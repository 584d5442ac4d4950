//! Lifecycle hooks
//!
//! Hooks observe an engine: its construction, each successfully resolved
//! reference, and shutdown. They cannot influence control flow.

mod traits;
mod registry;
mod logging_hook;

pub use traits::Hook;
pub use registry::HookRegistry;
pub use logging_hook::LoggingHook;
//! Ordered hook list

use std::sync::Arc;

use super::traits::Hook;

/// Hooks notified in registration order
#[derive(Clone, Default)]
pub struct HookRegistry {
    hooks: Vec<Arc<dyn Hook>>,
}

impl HookRegistry {
    pub fn new(hooks: Vec<Arc<dyn Hook>>) -> Self {
        Self { hooks }
    }

    /// Append a hook
    pub fn push(&mut self, hook: Arc<dyn Hook>) {
        self.hooks.push(hook);
    }

    pub fn len(&self) -> usize {
        self.hooks.len()
    }

    pub fn is_empty(&self) -> bool {
        self.hooks.is_empty()
    }

    pub fn notify_new(&self) {
        for hook in &self.hooks {
            hook.on_new();
        }
    }

    /// Notify every hook of each resolved source type, in order
    ///
    /// For each type all hooks are notified before moving to the next type.
    pub fn notify_retrieved<'a>(&self, source_types: impl IntoIterator<Item = &'a str>) {
        for source_type in source_types {
            for hook in &self.hooks {
                hook.on_retrieve(source_type);
            }
        }
    }

    pub fn notify_shutdown(&self) {
        for hook in &self.hooks {
            hook.on_shutdown();
        }
    }
}

impl std::fmt::Debug for HookRegistry {
    fn fmt(&self, f: &mut std::fmt::Formatter<'_>) -> std::fmt::Result {
        f.debug_struct("HookRegistry")
            .field("hooks", &format!("[{} hooks]", self.hooks.len()))
            .finish()
    }
}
═══
_PROBLEM_
Set down each entry again, unchanged.

_TASK SOLUTION_
repository 584d5442ac4d4950
//! Lifecycle hooks
//!
//! Hooks observe an engine: its construction, each successfully resolved
//! reference, and shutdown. They cannot influence control flow.

mod traits;
mod registry;
mod logging_hook;

pub use traits::Hook;
pub use registry::HookRegistry;
pub use logging_hook::LoggingHook;
//! Ordered hook list

use std::sync::Arc;

use super::traits::Hook;

/// Hooks notified in registration order
#[derive(Clone, Default)]
pub struct HookRegistry {
    hooks: Vec<Arc<dyn Hook>>,
}

impl HookRegistry {
    pub fn new(hooks: Vec<Arc<dyn Hook>>) -> Self {
        Self { hooks }
    }

    /// Append a hook
    pub fn push(&mut self, hook: Arc<dyn Hook>) {
        self.hooks.push(hook);
    }

    pub fn len(&self) -> usize {
        self.hooks.len()
    }

    pub fn is_empty(&self) -> bool {
        self.hooks.is_empty()
    }

    pub fn notify_new(&self) {
        for hook in &self.hooks {
            hook.on_new();
        }
    }

    /// Notify every hook of each resolved source type, in order
    ///
    /// For each type all hooks are notified before moving to the next type.
    pub fn notify_retrieved<'a>(&self, source_types: impl IntoIterator<Item = &'a str>) {
        for source_type in source_types {
            for hook in &self.hooks {
                hook.on_retrieve(source_type);
            }
        }
    }

    pub fn notify_shutdown(&self) {
        for hook in &self.hooks {
            hook.on_shutdown();
        }
    }
}

impl std::fmt::Debug for HookRegistry {
    fn fmt(&self, f: &mut std::fmt::Formatter<'_>) -> std::fmt::Result {
        f.debug_struct("HookRegistry")
            .field("hooks", &format!("[{} hooks]", self.hooks.len()))
            .finish()
    }
}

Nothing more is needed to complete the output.